▸ Brief:
Only the lines from the top of the material through the line containing "pub struct Settings" should be restated, each one exactly.

** Data provided follows **

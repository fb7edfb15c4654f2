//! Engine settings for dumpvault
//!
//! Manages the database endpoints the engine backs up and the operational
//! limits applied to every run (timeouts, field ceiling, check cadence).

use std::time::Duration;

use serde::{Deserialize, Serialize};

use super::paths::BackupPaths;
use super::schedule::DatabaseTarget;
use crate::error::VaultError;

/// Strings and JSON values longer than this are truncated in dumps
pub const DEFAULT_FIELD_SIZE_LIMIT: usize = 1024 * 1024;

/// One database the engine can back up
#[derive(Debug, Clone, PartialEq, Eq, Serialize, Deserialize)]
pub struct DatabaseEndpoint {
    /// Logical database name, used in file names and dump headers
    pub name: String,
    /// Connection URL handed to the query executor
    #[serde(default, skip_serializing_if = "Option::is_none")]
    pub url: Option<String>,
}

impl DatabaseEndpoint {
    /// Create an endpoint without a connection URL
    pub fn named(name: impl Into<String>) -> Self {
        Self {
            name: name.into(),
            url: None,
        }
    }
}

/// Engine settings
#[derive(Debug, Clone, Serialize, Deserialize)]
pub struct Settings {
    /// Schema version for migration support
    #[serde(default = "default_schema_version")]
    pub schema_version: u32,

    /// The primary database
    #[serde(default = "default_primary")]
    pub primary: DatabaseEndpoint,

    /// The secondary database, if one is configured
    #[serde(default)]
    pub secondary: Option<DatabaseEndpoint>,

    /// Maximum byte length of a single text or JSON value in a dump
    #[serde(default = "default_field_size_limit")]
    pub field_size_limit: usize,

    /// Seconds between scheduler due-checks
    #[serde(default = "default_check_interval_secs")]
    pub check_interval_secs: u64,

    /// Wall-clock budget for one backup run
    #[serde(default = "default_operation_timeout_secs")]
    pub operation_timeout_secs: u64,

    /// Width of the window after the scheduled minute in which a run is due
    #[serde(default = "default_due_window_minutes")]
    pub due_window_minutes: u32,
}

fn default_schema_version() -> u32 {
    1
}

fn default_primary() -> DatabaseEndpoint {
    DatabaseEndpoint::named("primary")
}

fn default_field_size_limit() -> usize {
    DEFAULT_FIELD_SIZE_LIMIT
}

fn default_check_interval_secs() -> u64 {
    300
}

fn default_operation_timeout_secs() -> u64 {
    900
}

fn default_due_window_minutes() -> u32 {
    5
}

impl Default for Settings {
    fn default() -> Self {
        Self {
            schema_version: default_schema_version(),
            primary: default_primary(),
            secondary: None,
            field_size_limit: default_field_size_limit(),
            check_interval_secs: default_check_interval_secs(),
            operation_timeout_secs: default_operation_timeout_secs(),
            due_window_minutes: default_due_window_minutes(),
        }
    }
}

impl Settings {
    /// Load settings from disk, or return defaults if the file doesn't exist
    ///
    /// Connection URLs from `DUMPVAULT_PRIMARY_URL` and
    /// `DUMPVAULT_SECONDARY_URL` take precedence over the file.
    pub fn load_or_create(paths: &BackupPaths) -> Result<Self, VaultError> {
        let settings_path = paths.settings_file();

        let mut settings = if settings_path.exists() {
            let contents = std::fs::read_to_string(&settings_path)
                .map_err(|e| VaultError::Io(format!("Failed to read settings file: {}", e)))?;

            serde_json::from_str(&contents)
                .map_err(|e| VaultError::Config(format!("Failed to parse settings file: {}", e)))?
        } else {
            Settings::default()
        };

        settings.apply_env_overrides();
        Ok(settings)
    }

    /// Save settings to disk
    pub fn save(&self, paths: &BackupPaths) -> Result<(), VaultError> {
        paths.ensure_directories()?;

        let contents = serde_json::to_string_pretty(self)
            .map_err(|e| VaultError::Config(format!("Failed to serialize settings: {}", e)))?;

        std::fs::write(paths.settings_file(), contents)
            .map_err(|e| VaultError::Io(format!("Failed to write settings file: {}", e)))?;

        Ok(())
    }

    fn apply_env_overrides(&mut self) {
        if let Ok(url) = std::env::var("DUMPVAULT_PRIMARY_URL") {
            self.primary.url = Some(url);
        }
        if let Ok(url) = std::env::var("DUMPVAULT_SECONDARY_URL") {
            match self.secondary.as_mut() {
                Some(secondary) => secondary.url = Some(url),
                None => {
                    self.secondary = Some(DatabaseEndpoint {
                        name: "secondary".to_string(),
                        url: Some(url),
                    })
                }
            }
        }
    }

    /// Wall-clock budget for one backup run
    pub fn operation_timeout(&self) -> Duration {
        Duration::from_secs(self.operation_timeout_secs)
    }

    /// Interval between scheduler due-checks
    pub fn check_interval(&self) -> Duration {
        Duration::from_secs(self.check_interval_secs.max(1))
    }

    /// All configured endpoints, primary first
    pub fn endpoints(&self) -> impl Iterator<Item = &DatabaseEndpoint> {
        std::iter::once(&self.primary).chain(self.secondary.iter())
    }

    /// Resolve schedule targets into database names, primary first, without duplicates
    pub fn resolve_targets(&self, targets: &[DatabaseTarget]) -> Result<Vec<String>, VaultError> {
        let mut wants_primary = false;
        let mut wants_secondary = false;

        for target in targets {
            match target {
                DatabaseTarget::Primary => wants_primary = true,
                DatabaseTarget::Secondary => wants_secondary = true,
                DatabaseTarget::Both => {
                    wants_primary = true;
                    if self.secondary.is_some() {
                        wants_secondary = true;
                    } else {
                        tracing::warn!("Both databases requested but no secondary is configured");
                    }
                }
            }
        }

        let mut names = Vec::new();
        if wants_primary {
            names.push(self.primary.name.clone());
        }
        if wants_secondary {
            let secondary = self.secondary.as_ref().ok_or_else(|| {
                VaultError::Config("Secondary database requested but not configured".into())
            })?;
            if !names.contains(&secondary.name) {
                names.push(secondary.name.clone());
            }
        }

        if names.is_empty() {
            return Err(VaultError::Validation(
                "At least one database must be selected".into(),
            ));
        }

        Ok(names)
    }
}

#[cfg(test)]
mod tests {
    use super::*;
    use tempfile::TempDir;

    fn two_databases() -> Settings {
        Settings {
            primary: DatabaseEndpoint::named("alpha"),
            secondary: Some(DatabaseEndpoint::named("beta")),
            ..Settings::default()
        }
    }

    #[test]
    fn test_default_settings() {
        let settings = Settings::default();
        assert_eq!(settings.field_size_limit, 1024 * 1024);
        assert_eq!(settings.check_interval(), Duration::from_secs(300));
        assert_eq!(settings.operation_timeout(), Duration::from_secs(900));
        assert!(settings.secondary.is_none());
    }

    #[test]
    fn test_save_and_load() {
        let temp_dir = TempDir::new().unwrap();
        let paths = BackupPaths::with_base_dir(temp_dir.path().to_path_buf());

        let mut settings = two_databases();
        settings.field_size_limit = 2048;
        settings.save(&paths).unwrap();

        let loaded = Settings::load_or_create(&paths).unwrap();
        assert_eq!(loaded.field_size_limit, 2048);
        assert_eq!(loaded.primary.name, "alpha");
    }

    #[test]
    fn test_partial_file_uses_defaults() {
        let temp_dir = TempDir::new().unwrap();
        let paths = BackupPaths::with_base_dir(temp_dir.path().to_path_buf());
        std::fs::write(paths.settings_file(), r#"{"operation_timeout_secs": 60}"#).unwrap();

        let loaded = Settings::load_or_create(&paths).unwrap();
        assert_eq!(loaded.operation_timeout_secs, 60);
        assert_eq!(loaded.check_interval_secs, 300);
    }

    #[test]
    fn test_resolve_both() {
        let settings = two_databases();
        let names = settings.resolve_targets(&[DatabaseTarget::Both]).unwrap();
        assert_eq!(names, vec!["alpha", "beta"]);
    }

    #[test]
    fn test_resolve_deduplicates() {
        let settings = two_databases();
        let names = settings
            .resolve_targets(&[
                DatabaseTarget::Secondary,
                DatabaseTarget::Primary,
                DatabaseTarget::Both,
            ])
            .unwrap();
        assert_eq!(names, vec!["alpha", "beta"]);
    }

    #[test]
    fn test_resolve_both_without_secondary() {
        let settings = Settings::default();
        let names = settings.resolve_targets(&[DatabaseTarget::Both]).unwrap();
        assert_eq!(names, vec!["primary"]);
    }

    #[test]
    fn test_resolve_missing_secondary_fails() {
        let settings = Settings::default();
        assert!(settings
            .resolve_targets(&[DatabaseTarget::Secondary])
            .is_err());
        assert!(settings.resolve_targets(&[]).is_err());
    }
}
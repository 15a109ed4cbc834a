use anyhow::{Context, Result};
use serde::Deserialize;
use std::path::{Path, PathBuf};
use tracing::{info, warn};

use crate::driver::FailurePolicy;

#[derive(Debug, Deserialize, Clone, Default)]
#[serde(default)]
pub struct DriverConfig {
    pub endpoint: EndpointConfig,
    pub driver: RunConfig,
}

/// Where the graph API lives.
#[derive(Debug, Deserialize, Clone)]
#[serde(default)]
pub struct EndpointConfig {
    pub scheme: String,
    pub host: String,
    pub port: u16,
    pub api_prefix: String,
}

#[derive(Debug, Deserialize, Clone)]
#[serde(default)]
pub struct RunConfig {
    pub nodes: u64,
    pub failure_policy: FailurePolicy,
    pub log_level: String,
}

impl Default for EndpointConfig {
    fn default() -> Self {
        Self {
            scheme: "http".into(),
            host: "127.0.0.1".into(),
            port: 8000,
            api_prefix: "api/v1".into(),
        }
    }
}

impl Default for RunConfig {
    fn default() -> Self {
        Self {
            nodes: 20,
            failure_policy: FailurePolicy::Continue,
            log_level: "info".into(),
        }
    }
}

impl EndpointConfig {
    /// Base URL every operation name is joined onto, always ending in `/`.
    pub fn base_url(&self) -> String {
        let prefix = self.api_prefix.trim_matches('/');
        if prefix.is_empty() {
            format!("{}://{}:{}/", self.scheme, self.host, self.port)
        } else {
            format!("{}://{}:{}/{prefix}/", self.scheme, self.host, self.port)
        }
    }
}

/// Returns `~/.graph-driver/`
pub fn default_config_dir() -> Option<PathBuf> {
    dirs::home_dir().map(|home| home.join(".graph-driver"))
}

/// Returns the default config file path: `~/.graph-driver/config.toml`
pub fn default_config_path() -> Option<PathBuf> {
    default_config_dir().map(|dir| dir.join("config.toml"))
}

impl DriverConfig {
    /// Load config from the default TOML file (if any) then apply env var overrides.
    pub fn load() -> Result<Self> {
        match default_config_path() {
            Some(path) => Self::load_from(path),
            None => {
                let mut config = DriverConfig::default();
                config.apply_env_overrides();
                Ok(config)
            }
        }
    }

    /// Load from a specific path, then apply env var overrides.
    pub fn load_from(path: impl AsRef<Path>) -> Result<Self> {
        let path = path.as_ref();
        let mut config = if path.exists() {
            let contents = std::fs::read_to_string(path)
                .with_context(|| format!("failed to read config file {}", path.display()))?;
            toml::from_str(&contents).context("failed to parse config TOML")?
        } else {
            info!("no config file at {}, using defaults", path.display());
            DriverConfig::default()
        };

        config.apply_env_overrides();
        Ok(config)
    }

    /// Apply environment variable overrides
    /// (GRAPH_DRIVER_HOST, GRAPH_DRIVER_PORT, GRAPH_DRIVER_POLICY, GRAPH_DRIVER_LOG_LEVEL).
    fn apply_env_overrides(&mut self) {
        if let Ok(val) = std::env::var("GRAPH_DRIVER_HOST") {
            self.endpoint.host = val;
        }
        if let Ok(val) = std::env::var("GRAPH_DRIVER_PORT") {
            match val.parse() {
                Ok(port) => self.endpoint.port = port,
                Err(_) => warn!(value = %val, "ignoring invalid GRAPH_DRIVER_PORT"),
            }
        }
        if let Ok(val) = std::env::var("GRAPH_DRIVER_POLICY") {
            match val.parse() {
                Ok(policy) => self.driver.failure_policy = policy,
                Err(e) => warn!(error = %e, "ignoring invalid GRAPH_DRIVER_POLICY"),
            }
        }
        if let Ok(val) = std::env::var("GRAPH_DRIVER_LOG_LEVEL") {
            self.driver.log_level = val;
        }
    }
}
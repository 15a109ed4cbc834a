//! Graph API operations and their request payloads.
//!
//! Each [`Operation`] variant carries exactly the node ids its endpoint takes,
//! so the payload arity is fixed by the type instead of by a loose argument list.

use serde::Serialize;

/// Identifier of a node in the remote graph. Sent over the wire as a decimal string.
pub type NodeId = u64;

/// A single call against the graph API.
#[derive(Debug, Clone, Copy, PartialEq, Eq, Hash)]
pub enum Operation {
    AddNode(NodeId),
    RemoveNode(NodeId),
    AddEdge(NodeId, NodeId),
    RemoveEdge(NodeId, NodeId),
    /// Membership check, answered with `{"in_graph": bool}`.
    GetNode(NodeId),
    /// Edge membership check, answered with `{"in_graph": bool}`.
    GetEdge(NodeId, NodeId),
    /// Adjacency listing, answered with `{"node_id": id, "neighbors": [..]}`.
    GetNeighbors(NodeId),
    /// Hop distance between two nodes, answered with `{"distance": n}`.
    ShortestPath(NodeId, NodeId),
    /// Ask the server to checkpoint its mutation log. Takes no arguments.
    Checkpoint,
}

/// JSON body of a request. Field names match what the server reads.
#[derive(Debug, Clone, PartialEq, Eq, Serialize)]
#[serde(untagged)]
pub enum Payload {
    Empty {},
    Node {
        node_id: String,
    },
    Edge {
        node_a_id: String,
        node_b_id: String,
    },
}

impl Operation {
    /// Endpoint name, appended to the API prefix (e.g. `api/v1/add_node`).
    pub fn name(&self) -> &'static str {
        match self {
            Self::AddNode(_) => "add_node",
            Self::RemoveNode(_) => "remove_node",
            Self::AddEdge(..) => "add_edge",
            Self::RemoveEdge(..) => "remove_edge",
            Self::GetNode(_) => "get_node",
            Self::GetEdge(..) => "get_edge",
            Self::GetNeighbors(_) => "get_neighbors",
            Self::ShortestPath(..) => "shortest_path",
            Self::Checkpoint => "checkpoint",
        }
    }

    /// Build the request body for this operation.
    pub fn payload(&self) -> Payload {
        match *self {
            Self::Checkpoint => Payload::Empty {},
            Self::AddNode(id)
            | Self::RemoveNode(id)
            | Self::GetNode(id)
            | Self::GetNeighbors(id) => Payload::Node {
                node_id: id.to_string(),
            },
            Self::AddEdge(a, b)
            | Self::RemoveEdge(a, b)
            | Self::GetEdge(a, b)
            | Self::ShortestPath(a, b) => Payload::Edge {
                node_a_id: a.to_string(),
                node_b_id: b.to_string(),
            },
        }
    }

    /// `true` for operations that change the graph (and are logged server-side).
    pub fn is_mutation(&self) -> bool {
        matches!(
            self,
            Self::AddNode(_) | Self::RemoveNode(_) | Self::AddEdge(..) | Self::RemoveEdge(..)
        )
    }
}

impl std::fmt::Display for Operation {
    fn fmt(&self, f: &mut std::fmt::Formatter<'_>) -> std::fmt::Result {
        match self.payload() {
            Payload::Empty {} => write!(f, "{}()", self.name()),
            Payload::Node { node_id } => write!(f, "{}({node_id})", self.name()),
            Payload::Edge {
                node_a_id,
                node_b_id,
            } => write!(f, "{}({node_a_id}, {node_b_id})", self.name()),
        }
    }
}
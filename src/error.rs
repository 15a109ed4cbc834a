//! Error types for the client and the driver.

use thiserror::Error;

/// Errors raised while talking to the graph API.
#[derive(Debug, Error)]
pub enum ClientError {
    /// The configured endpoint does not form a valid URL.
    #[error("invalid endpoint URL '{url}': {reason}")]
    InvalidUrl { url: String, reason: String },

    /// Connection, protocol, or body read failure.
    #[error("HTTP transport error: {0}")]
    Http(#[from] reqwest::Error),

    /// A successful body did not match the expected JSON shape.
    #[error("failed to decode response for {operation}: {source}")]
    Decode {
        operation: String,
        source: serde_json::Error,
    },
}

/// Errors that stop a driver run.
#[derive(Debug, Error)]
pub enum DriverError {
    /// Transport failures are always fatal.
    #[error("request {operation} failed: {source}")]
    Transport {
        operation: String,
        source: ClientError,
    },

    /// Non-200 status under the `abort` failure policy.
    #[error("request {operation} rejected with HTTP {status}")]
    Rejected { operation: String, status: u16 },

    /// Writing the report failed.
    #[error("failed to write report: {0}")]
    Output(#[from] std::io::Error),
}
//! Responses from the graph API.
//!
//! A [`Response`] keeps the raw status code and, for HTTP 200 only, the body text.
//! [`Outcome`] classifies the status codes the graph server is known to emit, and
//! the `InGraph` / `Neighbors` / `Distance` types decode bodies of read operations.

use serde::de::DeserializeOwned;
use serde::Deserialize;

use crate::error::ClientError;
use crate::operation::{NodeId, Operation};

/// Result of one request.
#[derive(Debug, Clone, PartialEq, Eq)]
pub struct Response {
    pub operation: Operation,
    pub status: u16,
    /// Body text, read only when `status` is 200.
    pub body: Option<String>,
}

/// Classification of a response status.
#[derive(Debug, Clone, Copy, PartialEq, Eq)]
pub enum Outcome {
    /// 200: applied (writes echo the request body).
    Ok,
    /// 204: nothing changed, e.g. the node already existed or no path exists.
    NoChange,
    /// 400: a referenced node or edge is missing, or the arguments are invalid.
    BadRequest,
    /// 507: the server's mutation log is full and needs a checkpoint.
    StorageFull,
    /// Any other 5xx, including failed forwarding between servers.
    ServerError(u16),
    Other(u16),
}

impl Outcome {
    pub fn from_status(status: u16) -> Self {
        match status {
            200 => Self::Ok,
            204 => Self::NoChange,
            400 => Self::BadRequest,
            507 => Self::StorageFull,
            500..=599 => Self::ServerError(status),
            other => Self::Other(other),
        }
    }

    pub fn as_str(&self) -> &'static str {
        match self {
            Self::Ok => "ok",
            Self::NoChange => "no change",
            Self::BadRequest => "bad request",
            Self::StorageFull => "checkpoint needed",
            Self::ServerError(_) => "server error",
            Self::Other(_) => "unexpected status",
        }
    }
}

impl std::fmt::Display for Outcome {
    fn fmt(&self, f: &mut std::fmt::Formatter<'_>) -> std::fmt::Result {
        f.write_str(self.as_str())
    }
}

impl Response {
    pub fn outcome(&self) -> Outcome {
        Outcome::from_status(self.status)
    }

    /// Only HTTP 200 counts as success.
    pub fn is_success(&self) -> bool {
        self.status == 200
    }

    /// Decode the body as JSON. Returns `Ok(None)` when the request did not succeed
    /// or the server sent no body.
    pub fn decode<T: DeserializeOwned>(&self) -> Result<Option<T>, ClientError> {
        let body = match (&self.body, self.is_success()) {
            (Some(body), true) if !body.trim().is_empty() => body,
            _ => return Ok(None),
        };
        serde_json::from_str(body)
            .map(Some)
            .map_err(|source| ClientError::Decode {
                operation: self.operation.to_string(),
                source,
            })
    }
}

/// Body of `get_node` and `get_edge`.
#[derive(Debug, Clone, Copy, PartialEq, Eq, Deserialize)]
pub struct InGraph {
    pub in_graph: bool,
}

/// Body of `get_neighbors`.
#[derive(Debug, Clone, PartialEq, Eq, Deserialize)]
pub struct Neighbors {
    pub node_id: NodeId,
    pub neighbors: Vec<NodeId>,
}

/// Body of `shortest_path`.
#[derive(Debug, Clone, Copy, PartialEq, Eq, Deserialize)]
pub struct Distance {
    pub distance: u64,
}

** End of Data provided **

▸ Result for this task:
repository fb7edfb15c4654f2
//! Engine settings for dumpvault
//!
//! Manages the database endpoints the engine backs up and the operational
//! limits applied to every run (timeouts, field ceiling, check cadence).

use std::time::Duration;

use serde::{Deserialize, Serialize};

use super::paths::BackupPaths;
use super::schedule::DatabaseTarget;
use crate::error::VaultError;

/// Strings and JSON values longer than this are truncated in dumps
pub const DEFAULT_FIELD_SIZE_LIMIT: usize = 1024 * 1024;

/// One database the engine can back up
#[derive(Debug, Clone, PartialEq, Eq, Serialize, Deserialize)]
pub struct DatabaseEndpoint {
    /// Logical database name, used in file names and dump headers
    pub name: String,
    /// Connection URL handed to the query executor
    #[serde(default, skip_serializing_if = "Option::is_none")]
    pub url: Option<String>,
}

impl DatabaseEndpoint {
    /// Create an endpoint without a connection URL
    pub fn named(name: impl Into<String>) -> Self {
        Self {
            name: name.into(),
            url: None,
        }
    }
}

/// Engine settings
#[derive(Debug, Clone, Serialize, Deserialize)]
pub struct Settings {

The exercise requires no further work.